I didn't raise my voice.

I didn't even blink.

"Your simple act," I said calmly, "of covering up Kazuo Ryujin's murder of Lia and Mateo Delaquesta."

The moment the name left my lips, he froze.

Completely.

Like his soul had been yanked out of his body.

Kazuo Ryujin — the uncle to Darius.

The man with the dragon tattoo carved across his back like a warning.

I stepped closer, letting the weight of the truth crush him.

"Tell me where he is."

He swallowed hard. "I'll tell you… just let me go.
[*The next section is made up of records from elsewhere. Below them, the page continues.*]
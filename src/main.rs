// StemDeck command line
use clap::{Parser, Subcommand};
use log::{error, info};

use stemdeck_lib::client::{render_line, watch, ClientState, StatusClient};
use stemdeck_lib::error::{AppError, Result};
use stemdeck_lib::logging::init_logging;
use stemdeck_lib::process_manager::{Supervisor, SupervisorConfig, SupervisorState};
use stemdeck_lib::progress::{PhaseWeights, PollBackoff};
use stemdeck_lib::queue::ClearMode;
use stemdeck_lib::utils::get_backend_log_path;
use stemdeck_lib::{run_backend, DEFAULT_HOST, DEFAULT_PORT};

#[derive(Parser)]
#[command(name = "stemdeck")]
#[command(about = "Queue and track audio stem separation jobs")]
#[command(version)]
struct Cli {
    /// Backend host
    #[arg(long, env = "STEMDECK_HOST", default_value = DEFAULT_HOST, global = true)]
    host: String,

    /// Backend port
    #[arg(long, env = "STEMDECK_PORT", default_value_t = DEFAULT_PORT, global = true)]
    port: u16,

    #[command(subcommand)]
    command: Commands,
}

#[derive(Subcommand)]
enum Commands {
    /// Run the Status API and queue engine in the foreground
    Serve,

    /// Run the backend as a supervised child process with crash recovery
    Supervise,

    /// Enqueue URLs or local audio files
    Add {
        #[arg(required = true)]
        sources: Vec<String>,

        /// Absolute output folder (defaults to the configured one)
        #[arg(short, long)]
        folder: Option<String>,

        /// Stem mode: 2, 4 or 6
        #[arg(short, long)]
        stems: Option<String>,
    },

    /// Show live progress
    Watch {
        /// Keep polling after the queue goes idle
        #[arg(long)]
        follow: bool,
    },

    /// Cancel queued items and stop running ones
    Stop,

    /// Remove finished items (or everything not running with --reset)
    Clear {
        #[arg(long)]
        reset: bool,
    },

    /// Re-enqueue every failed item
    RetryFailed,

    /// Show or change the concurrency limit
    Concurrency { max: Option<i64> },
}

fn main() {
    init_logging("info");
    let cli = Cli::parse();

    if let Err(e) = run(cli) {
        error!("{}", e);
        std::process::exit(1);
    }
}

fn run(cli: Cli) -> Result<()> {
    let base_url = format!("http://{}:{}", cli.host, cli.port);

    match cli.command {
        Commands::Serve => runtime()?.block_on(run_backend(&cli.host, cli.port)),
        Commands::Supervise => runtime()?.block_on(supervise(cli.host, cli.port)),
        Commands::Add { sources, folder, stems } => {
            let client = StatusClient::new(base_url);
            let added = client.enqueue(&sources, folder.as_deref(), stems.as_deref())?;
            for item in &added.added {
                match &item.error {
                    Some(error) => println!("rejected {}: {}", item.title, error),
                    None => println!("queued   {} ({})", item.title, item.id),
                }
            }
            Ok(())
        }
        Commands::Watch { follow } => {
            let client = StatusClient::new(base_url);
            let weights = client
                .get_settings()
                .ok()
                .and_then(|s| PhaseWeights::new(s.download_weight).ok())
                .unwrap_or_default();
            let mut state = ClientState::new(weights, PollBackoff::default());
            watch(&client, &mut state, !follow, |state| {
                println!("overall {:.1}%", state.global_progress() * 100.0);
                for item in state.display_items() {
                    println!("{}", render_line(item, state.item_progress(&item.id)));
                }
                println!();
            });
            Ok(())
        }
        Commands::Stop => {
            let response = StatusClient::new(base_url).stop()?;
            println!("stopping; {} queued item(s) canceled", response.canceled);
            Ok(())
        }
        Commands::Clear { reset } => {
            let mode = if reset { ClearMode::Reset } else { ClearMode::Finished };
            let response = StatusClient::new(base_url).clear(mode)?;
            println!("cleared {} item(s)", response.cleared);
            Ok(())
        }
        Commands::RetryFailed => {
            let response = StatusClient::new(base_url).retry_failed()?;
            println!("retrying {} item(s)", response.added.len());
            Ok(())
        }
        Commands::Concurrency { max } => {
            let client = StatusClient::new(base_url);
            let info = match max {
                Some(max) => client.set_concurrency(max)?,
                None => client.get_concurrency()?,
            };
            println!("{} active / {} max (server max {})", info.active, info.max, info.server_max);
            Ok(())
        }
    }
}

fn runtime() -> Result<tokio::runtime::Runtime> {
    Ok(tokio::runtime::Builder::new_multi_thread()
        .enable_all()
        .build()?)
}

async fn supervise(host: String, port: u16) -> Result<()> {
    let exe = std::env::current_exe()?;
    let mut config = SupervisorConfig::new(exe);
    config.args = vec!["serve".to_string()];
    config.host = host;
    config.preferred_port = port;
    config.log_path = Some(get_backend_log_path());

    let supervisor = Supervisor::new(config);
    let mut states = supervisor.subscribe();
    supervisor.start().await?;
    info!("Backend at {} ({:?})", supervisor.base_url(), supervisor.state());

    let result = loop {
        tokio::select! {
            _ = tokio::signal::ctrl_c() => break Ok(()),
            changed = states.changed() => {
                if changed.is_err() {
                    break Ok(());
                }
                let state = *states.borrow();
                info!("Backend state: {:?}", state);
                if state == SupervisorState::Failed {
                    break Err(AppError::ProcessCrash(format!(
                        "backend crashed {} times, giving up",
                        supervisor.crash_count()
                    )));
                }
            }
        }
    };

    supervisor.stop().await;
    result
}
Please."

I smiled — slow, cold, dismissive.

"Sure. After all… you're useless now."

He exhaled shakily, defeated.

"He's in Japan. He goes by the name Yamaguchi Ren. His syndicate is called the Yamaguchi‑Guchū — the Yamaguchi family."

I smirked, tilting my head as I studied him.

"One thing you need to understand," I said softly, "is that actions speak louder than words."

I turned toward the door, my heels clicking like a countdown.

"And I will certainly deal with you."

AT NOON .

At the cliff's edge, I sat poised in a weathered rocking chair, the wind whispering secrets in my ear. The afternoon sun cast long shadows, like skeletal fingers, across the rugged terrain. My entourage of burly men parted, revealing Clifford, his eyes wide with terror, his body a canvas of bruises. "Please... let me go," he stammered, his voice barely audible over the wind. "I told you everything I know... I'm innocent."

I arched an eyebrow, a wretched smile spreading across my face. "Innocent?" I echoed, my voice dripping with disdain. "Your actions have written your guilt in bold letters, Clifford. And now, it's time to pay the piper."

With a flick of my wrist, the men sprang into action. They bound his wrists and ankles, their rough hands making quick work of the rope. The drum, a rusted relic, was rolled into position, its metal creaking ominously. Clifford's eyes locked onto mine, pleading for mercy, as he was lifted and submerged in the icy waters.

I stood, my eyes never leaving the tiny camera embedded in the drum, as it was sealed and rolled off the cliff. The splash was a mere whisper, a gentle ripple in the ocean's vast expanse. Clifford's struggles were brief, his cries muffled by the water. The camera transmitted his final moments to my phone, a grim spectacle unfolding before my eyes.

As the sharks closed in, their sleek bodies slicing through the waves, I felt a shiver of satisfaction. The drum bobbed, a macabre buoy, as the predators feasted on their unsuspecting prey. I smirked, a cold, mirthless smile, as I ended the transmission.

With a wave of my hand, the men dispersed, vanishing into the shadows like ghosts. I remained, savoring the moment, the wind whirling around me like a cloak. Justice had been served, and I was the executioner. Sometimes, the only way to vanquish darkness is to embody it.